Lance was absolutely brilliant that night. To be sure, it was the same Lance (or Lances) I’ve seen several times since––Lance with arms crossed, stiffly observing the crowd; Lance, forefinger pointed straight at us; Lance wiggling his tongue in a lewd gesture of appreciation for his female fans; more hand slaps, more kisses; a strut here, a slick pose there; a little dance to keep things moving––but on this day, the weird energy of one group of spectators would ignite the others, ensuring a constant buzz of excitement that never faded. As always, the crowd was just as eclectic, bizarre and outlandish as Lance is: skinny secretary types out on the town, cat–calling, “take me!” between glasses of red wine; a real live John Travolta of a man’s man with shirt unbuttoned so far down his chest you could see his toes sticking out (beside him, a beautiful almond–haired Peurto–Rican babe with wild red lips and fleshy thighs). There was a weird, all–American ‘50s couple, about 55 or 60: he was thin and scrawny, wearing a soft green cardigan sweater; she was round and barrel–like, with one of those boxy haircuts hair–salons shell out to middle–aged women like bottles of beer on an assembly line . . . she had wide, bulging eyes that stared straight ahead, making her seem both deadly serious and like she was from outer–space all at once; they danced sweetly and straightforwardly like Lance was Tony Bennett and the year was 1943, which it was . . . and everybody at our table took silent, individual note and after Lance left the stage we leaned together and, all at once, said, “that one couple look like from a David Lynch movie, eh?”––and there was that one sinewy old lady, drunk, alone, who, when Lance motioned for dancers, sauntered out to him like it was an invitation to love . . . and kept dancing . . . and kept dancing . . . swinging her shoulders seductively from side to side, rubbing her wrinkled hands over her wrinkled breasts and between her trembling thighs, eyes fixed on Lance’s ass . . . until he could take it no longer and seized her by the shoulders and led her back to her barstool––and once again, everybody at our table took note and when Lance left the stage (after the second set) we leaned together and in chorus said, “how ‘bout with the Lynch movie, eh?”

THIS IS ACTUALLY HAPPENING

Pete Townshend, guitarist and songwriter for The Who, once said: “when you listen to the Sex Pistols, to ‘Anarchy in the U.K.’ and ‘Bodies’ and tracks like that, what immediately strikes you is that this is actually happening. This is a bloke, with a brain on his shoulders, who is actually saying something he sincerely believes is happening in the world, saying it with real venom, and real passion. It touches you, and it scares you––it makes you feel uncomfortable. It’s like somebody saying, “The Germans are coming! And there’s no way we’re gonna stop ‘em!”

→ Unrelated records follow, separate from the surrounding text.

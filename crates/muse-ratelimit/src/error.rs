use http::StatusCode;
use thiserror::Error;

/// Rate limiting errors
#[derive(Debug, Error)]
pub enum RateLimitError {
    /// Configuration error
    #[error("rate limit configuration error: {0}")]
    Config(String),

    /// Redis connection error
    #[error("redis connection error: {0}")]
    Redis(String),

    /// Rate limit exceeded
    #[error("rate limit exceeded, retry after {retry_after}s")]
    Exceeded {
        /// Seconds until the limit resets
        retry_after: u64,
    },
}

impl muse_core::HttpError for RateLimitError {
    fn status_code(&self) -> StatusCode {
        match self {
            Self::Exceeded { .. } => StatusCode::TOO_MANY_REQUESTS,
            Self::Config(_) | Self::Redis(_) => StatusCode::INTERNAL_SERVER_ERROR,
        }
    }

    fn error_code(&self) -> &str {
        match self {
            Self::Exceeded { .. } => "rate_limit_exceeded",
            Self::Config(_) | Self::Redis(_) => "internal_error",
        }
    }

    fn client_message(&self) -> String {
        match self {
            Self::Exceeded { .. } => self.to_string(),
            Self::Config(_) | Self::Redis(_) => "internal server error".to_owned(),
        }
    }
}
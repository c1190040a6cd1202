use muse_core::GenerationRequest;
use sha2::{Digest, Sha256};

/// Compute the cache/coalescing fingerprint for a request
///
/// Hashes the canonical JSON of operation + payload + options. serde_json's
/// default map is ordered, so key order in the incoming payload does not
/// change the hash. `preferred_providers` is excluded: routing preference
/// does not change what content is being asked for. When `user_scoped` is
/// set the user id is folded in, so the artifact is never shared across
/// users.
pub fn fingerprint(request: &GenerationRequest, user_scoped: bool) -> String {
    let mut canonical = serde_json::json!({
        "operation": request.operation,
        "payload": request.payload,
        "options": request.options,
    });

    if user_scoped {
        canonical["user_id"] = serde_json::Value::String(request.user.user_id.clone());
    }

    let json = serde_json::to_string(&canonical).unwrap_or_default();
    let hash = Sha256::digest(json.as_bytes());
    format!("{hash:x}")
}

#[cfg(test)]
mod tests {
    use muse_core::{GenerationOptions, Identity, Operation, SubscriptionTier};
    use serde_json::{Map, Value};

    use super::*;

    fn request_with(payload: Map<String, Value>, user_id: &str) -> GenerationRequest {
        GenerationRequest::new(
            Operation::Bio,
            Identity::new(user_id, SubscriptionTier::Free),
            payload,
        )
    }

    fn bio_payload(name: &str) -> Map<String, Value> {
        let mut payload = Map::new();
        payload.insert("name".to_owned(), Value::String(name.to_owned()));
        payload.insert("genre".to_owned(), Value::String("techno".to_owned()));
        payload
    }

    #[test]
    fn identical_requests_share_a_fingerprint_across_users() {
        let a = request_with(bio_payload("Nova"), "usr_1");
        let b = request_with(bio_payload("Nova"), "usr_2");
        assert_eq!(fingerprint(&a, false), fingerprint(&b, false));
    }

    #[test]
    fn user_scoped_fingerprints_differ_across_users() {
        let a = request_with(bio_payload("Nova"), "usr_1");
        let b = request_with(bio_payload("Nova"), "usr_2");
        assert_ne!(fingerprint(&a, true), fingerprint(&b, true));
    }

    #[test]
    fn payload_changes_change_the_fingerprint() {
        let a = request_with(bio_payload("Nova"), "usr_1");
        let b = request_with(bio_payload("Vela"), "usr_1");
        assert_ne!(fingerprint(&a, false), fingerprint(&b, false));
    }

    #[test]
    fn preferred_providers_do_not_change_the_fingerprint() {
        let a = request_with(bio_payload("Nova"), "usr_1");
        let mut b = a.clone();
        b.preferred_providers = vec!["anthropic".to_owned()];
        assert_eq!(fingerprint(&a, false), fingerprint(&b, false));
    }

    #[test]
    fn options_change_the_fingerprint() {
        let a = request_with(bio_payload("Nova"), "usr_1");
        let mut b = a.clone();
        b.options = GenerationOptions {
            quality: Some("hd".to_owned()),
            ..GenerationOptions::default()
        };
        assert_ne!(fingerprint(&a, false), fingerprint(&b, false));
    }
}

Watching Lance Diamond perform, a similar sense overcomes you––although what scares you is not a vision of the end, but of the beginning. The Lance Diamond Show is not about nostalgia, nor the ex post facto reordering of an exhausted reality, but the honest embrace of the now cliched materials of extravaganza. No other performer tries so hard, reaches so deep inside his big bag of tricks (the human soul). He works the room like an Action Painter beating the universe out of an empty canvas, creating bursts of real life where otherwise there would be only bored stares. At a Lance Diamond show, it’s all or nothing (although I think half the audience feels compelled to draw a veil of irony over a reality so uncompromising); the fact that Lance isn’t kidding is what intrigues me most. That this is actually happening is what fuels my undying appreciation.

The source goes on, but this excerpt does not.